Visual Thinking Strategies

About Visual Thinking Strategies (VTS)

Visual Thinking Strategies is a well-known program developed by Abigail Housen and Philip Yenawine more than twenty years ago which is, used in museums both locally and internationally, as well as in schools, colleges, and universities.  The founders of VTS incorporated Visual Understanding in Education as a non-profit organization in 1995 with a mission to broaden the use of VTS, deepen our research, and increase the understanding of Aesthetic Development.

Today, VTS is one of the most significant art education and critical thinking programs with a national presence. We are a small staff with an active national volunteer board, along with regional VTS boards which support teams of trainers and consultants throughout the country and the world.

The work of VTS could not have been accomplished without our philanthropic partners who have generously supported the work of VTS over the last 16 years. Their gifts have sustained the program in their immediate local communities or through the work of the national office.

What is VTS?

Visual Thinking Strategies (VTS) is a method initiated by teacher-facilitated discussions of art images and documented to have a cascading positive effect on both teachers and students. It is perhaps the simplest way in which teachers and schools can provide students with key behaviors sought by Common Core Standards: thinking skills that become habitual and transfer from lesson to lesson, oral and written language literacy, visual literacy, and collaborative interactions among peers.

VTS provides a way to jumpstart a process of learning to think deeply applicable in most subjects from poetry to math, science, and social studies. Art is the essential first discussion topic because it enables students to use existing visual and cognitive skills to develop confidence and experience, learning to use what they already know to figure out what they do not; they are then prepared to explore other complex subject matter alone and with peers.

Through VTS’ rigorous group ‘problem-solving’ process, students cultivate a willingness and ability to present their own ideas, while respecting and learning from the perspectives of their peers.

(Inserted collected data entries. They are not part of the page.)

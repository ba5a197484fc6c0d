use sqlite_invalidation::config::DatabaseConfig;
use sqlite_invalidation::database::Database;
use sqlite_invalidation::notify::{Action, ChangedField, Notification};
use sqlite_invalidation::observer::{Observer, FnObserver};
use sqlite_invalidation::query::FnQuery;
use sqlite_invalidation::table::{TableId, TableSchema, TableSet};
use sqlite_invalidation::Error;
use std::sync::mpsc::Sender;
use std::time::Duration;
use tempdir::TempDir;

// Opens a database with two observers and a live query on `foo`, then writes from two threads.
// It should print something like:
// ```
// Live count: 0
// Notification: insert on table 0
// Updated tables: [observer-1] [TableId(0)]
// Updated tables: [observer-2] [TableId(0)]
// Live count: 1
// ...
// ```
fn main() {
    let tmp_dir = TempDir::new("sqlite-invalidation-rusqlite").unwrap();
    let connection = rusqlite::Connection::open(tmp_dir.path().join("db.sqlite3")).unwrap();
    let db = Database::open(
        connection,
        TableSchema::new(["foo", "bar"]),
        DatabaseConfig::default().with_worker_name("demo_writer"),
    )
    .unwrap();
    let foo = db.table_id("foo").unwrap();

    db.execute(|ctx| {
        ctx.execute_batch(
            "CREATE TABLE foo (id INTEGER PRIMARY KEY AUTOINCREMENT, value INTEGER);
             CREATE TABLE bar (id INTEGER PRIMARY KEY AUTOINCREMENT, value INTEGER);",
        )?;
        Ok(())
    })
    .unwrap();

    let (sender, receiver) = std::sync::mpsc::channel();
    let observer1 = NamedObserver::new("observer-1", foo, sender.clone());
    let observer2 = NamedObserver::new("observer-2", foo, sender);
    let observer_handle_1 = db.add_observer(Box::new(observer1)).unwrap();
    let observer_handle_2 = db.add_observer(Box::new(observer2)).unwrap();

    let notifications = db.subscribe_notifications();
    let live = db
        .observe_query(FnQuery::new(
            [foo],
            |c: &mut rusqlite::Connection| -> Result<i64, Error> {
                Ok(c.query_row("SELECT COUNT(*) FROM foo", (), |r| r.get(0))?)
            },
        ))
        .unwrap();

    std::thread::scope(|scope| {
        for value in [400, 500] {
            let db = &db;
            scope.spawn(move || {
                db.execute(move |ctx| {
                    ctx.execute("INSERT INTO foo (value) VALUES (?1)", [value])?;
                    let id = ctx.last_insert_rowid();
                    ctx.notify_table_changed(foo, Action::Insert);
                    Ok(id)
                })
                .unwrap();
            });
        }
    });

    // Unrelated table, the observers stay quiet.
    db.execute(|ctx| {
        ctx.execute("INSERT INTO bar (value) VALUES (1)", ())?;
        Ok(())
    })
    .unwrap();

    while let Some(Ok(count)) = live.recv_timeout(Duration::from_millis(250)) {
        println!("Live count: {count}");
    }

    while let Some(notification) = notifications.recv_timeout(Duration::from_millis(100)) {
        match notification {
            Notification::TableChange { table, action } => {
                println!("Notification: {action} on table {table}");
            }
            Notification::ModelChange {
                changed_fields,
                action,
                table,
            } => print_model_change(table, action, &changed_fields),
        }
    }

    db.remove_observer(observer_handle_1).unwrap();
    db.remove_observer(observer_handle_2).unwrap();

    while let Ok((observer_name, updated_tables)) = receiver.try_recv() {
        println!("Updated tables: [{observer_name}] {updated_tables:?}");
    }

    // Closures work too.
    let closure_observer = FnObserver::new([foo], |tables: &TableSet| {
        println!("Closure observer: {:?}", tables.iter().collect::<Vec<_>>());
    });
    db.add_observer(Box::new(closure_observer)).unwrap();
    db.execute(|ctx| {
        ctx.execute("DELETE FROM foo", ())?;
        Ok(())
    })
    .unwrap();
    std::thread::sleep(Duration::from_millis(100));
    db.quit();
}

fn print_model_change(table: TableId, action: Action, changed_fields: &[ChangedField]) {
    println!("Notification: {action} on table {table} {changed_fields:?}");
}

struct NamedObserver {
    name: String,
    table: TableId,
    sender: Sender<(String, Vec<TableId>)>,
}

impl NamedObserver {
    pub fn new(name: impl Into<String>, table: TableId, sender: Sender<(String, Vec<TableId>)>) -> Self {
        Self {
            name: name.into(),
            table,
            sender,
        }
    }
}

impl Observer for NamedObserver {
    fn tables(&self) -> Vec<TableId> {
        vec![self.table]
    }

    fn on_tables_invalidated(&self, tables: &TableSet) {
        self.sender
            .send((self.name.clone(), tables.iter().collect()))
            .unwrap();
    }
}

Engaged by contributing observations and ideas, the students participate in VTS-based lessons in ways they often do not in others. VTS is a curriculum for schools; as a method of discussion, it is used in many art museums.

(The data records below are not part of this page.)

//! Pending unit of work storage shared between the dispatcher handles and its worker.
use crate::dispatcher::{Priority, QueueKind, TransactionInfo, TransactionState};
use crate::error::Error;
use crate::model::WriteContext;
use parking_lot::{Condvar, Mutex};
use std::cmp::Ordering;
use std::collections::BinaryHeap;
use std::sync::atomic::{AtomicU8, Ordering as AtomicOrdering};
use std::sync::Arc;

/// Type erased unit of work.
pub(crate) trait Job<C>: Send {
    /// Run the work. The produced value is kept until [`Job::complete`].
    fn execute(&mut self, context: &mut WriteContext<'_, C>) -> Result<(), Error>;

    /// Deliver the outcome to the callbacks and the handle.
    fn complete(self: Box<Self>, info: &TransactionInfo, error: Option<Error>);

    /// Resolve the handle with `error` without invoking any callback.
    fn reject(self: Box<Self>, error: Error);
}

/// State shared between a queued unit of work and its handles.
#[derive(Debug)]
pub(crate) struct TransactionShared {
    pub(crate) info: TransactionInfo,
    state: AtomicU8,
}

impl TransactionShared {
    pub(crate) fn new(info: TransactionInfo) -> Self {
        Self {
            info,
            state: AtomicU8::new(TransactionState::Created as u8),
        }
    }

    pub(crate) fn state(&self) -> TransactionState {
        TransactionState::from_u8(self.state.load(AtomicOrdering::Acquire))
    }

    pub(crate) fn set_state(&self, state: TransactionState) {
        self.state.store(state as u8, AtomicOrdering::Release);
    }

    /// Move from `from` to `to`, returns false if the unit was not in state `from`.
    pub(crate) fn transition(&self, from: TransactionState, to: TransactionState) -> bool {
        self.state
            .compare_exchange(
                from as u8,
                to as u8,
                AtomicOrdering::AcqRel,
                AtomicOrdering::Acquire,
            )
            .is_ok()
    }
}

pub(crate) struct Pending<C> {
    pub(crate) shared: Arc<TransactionShared>,
    pub(crate) run_in_transaction: bool,
    pub(crate) job: Box<dyn Job<C>>,
    /// Priority used for ordering, constant when the queue is FIFO.
    rank: Priority,
}

impl<C> Pending<C> {
    pub(crate) fn new(
        kind: QueueKind,
        shared: Arc<TransactionShared>,
        run_in_transaction: bool,
        job: Box<dyn Job<C>>,
    ) -> Self {
        let rank = match kind {
            QueueKind::Fifo => Priority::Normal,
            QueueKind::Priority => shared.info.priority,
        };
        Self {
            shared,
            run_in_transaction,
            job,
            rank,
        }
    }

    fn sequence(&self) -> u64 {
        self.shared.info.id.0
    }
}

// BinaryHeap pops the greatest element: highest priority first, then the lowest sequence.
impl<C> Ord for Pending<C> {
    fn cmp(&self, other: &Self) -> Ordering {
        self.rank
            .cmp(&other.rank)
            .then_with(|| other.sequence().cmp(&self.sequence()))
    }
}

impl<C> PartialOrd for Pending<C> {
    fn partial_cmp(&self, other: &Self) -> Option<Ordering> {
        Some(self.cmp(other))
    }
}

impl<C> PartialEq for Pending<C> {
    fn eq(&self, other: &Self) -> bool {
        self.sequence() == other.sequence()
    }
}

impl<C> Eq for Pending<C> {}

struct QueueState<C> {
    pending: BinaryHeap<Pending<C>>,
    quit: bool,
}

/// Operations a handle needs from the queue, independent of the connection type.
pub(crate) trait QueueControl: Send + Sync {
    fn cancel(&self, shared: &TransactionShared) -> bool;
}

pub(crate) struct TransactionQueue<C> {
    state: Mutex<QueueState<C>>,
    available: Condvar,
}

impl<C> TransactionQueue<C> {
    pub(crate) fn new() -> Self {
        Self {
            state: Mutex::new(QueueState {
                pending: BinaryHeap::new(),
                quit: false,
            }),
            available: Condvar::new(),
        }
    }

    /// Add `pending` to the queue, or hand it back if the queue was shut down.
    pub(crate) fn push(&self, pending: Pending<C>) -> Result<(), Pending<C>> {
        let mut state = self.state.lock();
        if state.quit {
            return Err(pending);
        }
        pending.shared.set_state(TransactionState::Queued);
        state.pending.push(pending);
        drop(state);
        self.available.notify_one();
        Ok(())
    }

    /// Block until a unit of work is available and mark it running. Returns `None` once the
    /// queue quit.
    pub(crate) fn next(&self) -> Option<Pending<C>> {
        let mut state = self.state.lock();
        loop {
            if state.quit {
                return None;
            }
            match state.pending.pop() {
                Some(pending)
                    if pending
                        .shared
                        .transition(TransactionState::Queued, TransactionState::Running) =>
                {
                    return Some(pending);
                }
                // Already cancelled.
                Some(_) => continue,
                None => self.available.wait(&mut state),
            }
        }
    }

    /// Cancel every queued unit named `name`.
    pub(crate) fn cancel_named(&self, name: &str) -> usize {
        let removed = self.remove_where(|pending| {
            pending.shared.info.name.as_deref() == Some(name)
                && pending
                    .shared
                    .transition(TransactionState::Queued, TransactionState::Cancelled)
        });
        removed.len()
    }

    /// Take every unit matching `predicate` out of the queue.
    ///
    /// The units are returned so they are dropped after the lock is released; dropping a
    /// unit drops whatever its closures captured.
    fn remove_where(&self, predicate: impl FnMut(&Pending<C>) -> bool) -> Vec<Pending<C>> {
        let mut state = self.state.lock();
        let (removed, kept): (Vec<_>, Vec<_>) = std::mem::take(&mut state.pending)
            .into_iter()
            .partition(predicate);
        state.pending = kept.into();
        removed
    }

    /// Stop handing out work and discard everything still queued.
    pub(crate) fn quit(&self) -> usize {
        let mut state = self.state.lock();
        state.quit = true;
        let discarded = std::mem::take(&mut state.pending);
        drop(state);
        self.available.notify_all();
        for pending in &discarded {
            pending.shared.set_state(TransactionState::Cancelled);
        }
        discarded.len()
    }

    pub(crate) fn len(&self) -> usize {
        self.state.lock().pending.len()
    }

    pub(crate) fn is_closed(&self) -> bool {
        self.state.lock().quit
    }
}

impl<C> QueueControl for TransactionQueue<C> {
    fn cancel(&self, shared: &TransactionShared) -> bool {
        // The worker marks units running under the same lock, so this can't race with it.
        let removed = self.remove_where(|pending| {
            pending.shared.info.id == shared.info.id
                && shared.transition(TransactionState::Queued, TransactionState::Cancelled)
        });
        !removed.is_empty()
    }
}

#[cfg(test)]
mod test {
    use super::*;
    use crate::dispatcher::TransactionId;

    struct NoopJob;

    impl<C> Job<C> for NoopJob {
        fn execute(&mut self, _: &mut WriteContext<'_, C>) -> Result<(), Error> {
            Ok(())
        }
        fn complete(self: Box<Self>, _: &TransactionInfo, _: Option<Error>) {}
        fn reject(self: Box<Self>, _: Error) {}
    }

    fn pending(kind: QueueKind, id: u64, priority: Priority, name: Option<&str>) -> Pending<()> {
        let shared = Arc::new(TransactionShared::new(TransactionInfo {
            id: TransactionId(id),
            name: name.map(Arc::from),
            priority,
        }));
        Pending::new(kind, shared, true, Box::new(NoopJob))
    }

    fn drain_ids(queue: &TransactionQueue<()>) -> Vec<u64> {
        let mut ids = Vec::new();
        while queue.len() != 0 {
            ids.push(queue.next().unwrap().shared.info.id.0);
        }
        ids
    }

    #[test]
    fn fifo_ignores_priority() {
        let queue = TransactionQueue::new();
        for (id, priority) in [(1, Priority::Low), (2, Priority::Ui), (3, Priority::Normal)] {
            assert!(queue
                .push(pending(QueueKind::Fifo, id, priority, None))
                .is_ok());
        }
        assert_eq!(drain_ids(&queue), vec![1, 2, 3]);
    }

    #[test]
    fn priority_then_fifo() {
        let queue = TransactionQueue::new();
        for (id, priority) in [
            (1, Priority::Low),
            (2, Priority::High),
            (3, Priority::Normal),
            (4, Priority::High),
            (5, Priority::Ui),
        ] {
            assert!(queue
                .push(pending(QueueKind::Priority, id, priority, None))
                .is_ok());
        }
        assert_eq!(drain_ids(&queue), vec![5, 2, 4, 3, 1]);
    }

    #[test]
    fn cancel_only_affects_queued_units() {
        let queue = TransactionQueue::new();
        let first = pending(QueueKind::Fifo, 1, Priority::Normal, None);
        let first_shared = Arc::clone(&first.shared);
        let second = pending(QueueKind::Fifo, 2, Priority::Normal, None);
        let second_shared = Arc::clone(&second.shared);
        assert!(queue.push(first).is_ok());
        assert!(queue.push(second).is_ok());

        assert!(queue.cancel(&second_shared));
        assert_eq!(second_shared.state(), TransactionState::Cancelled);
        assert!(!queue.cancel(&second_shared));

        let running = queue.next().unwrap();
        assert_eq!(running.shared.state(), TransactionState::Running);
        assert!(!queue.cancel(&first_shared));
        assert_eq!(first_shared.state(), TransactionState::Running);
        assert_eq!(queue.len(), 0);
    }

    #[test]
    fn cancel_named_and_quit() {
        let queue = TransactionQueue::new();
        let _ = queue.push(pending(QueueKind::Fifo, 1, Priority::Normal, Some("sync")));
        let _ = queue.push(pending(QueueKind::Fifo, 2, Priority::Normal, Some("other")));
        let _ = queue.push(pending(QueueKind::Fifo, 3, Priority::Normal, Some("sync")));
        assert_eq!(queue.cancel_named("sync"), 2);
        assert_eq!(queue.len(), 1);

        assert_eq!(queue.quit(), 1);
        assert!(queue.is_closed());
        assert!(queue.next().is_none());
        assert!(queue
            .push(pending(QueueKind::Fifo, 4, Priority::Normal, None))
            .is_err());
    }
}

Experience with VTS produces growth in all students, from challenged and non-English language learners to high achievers. In addition, teachers enjoy the process and benefit from a new approach that reaches all students and is useful across their practice. Please view the attached link for a visual demonstration of a VTS discussion with fourth-grade students, http://vimeo.com/9678839.

Method & Curriculum

In VTS discussions, teachers support student growth by facilitating discussions of carefully selected works of visual art.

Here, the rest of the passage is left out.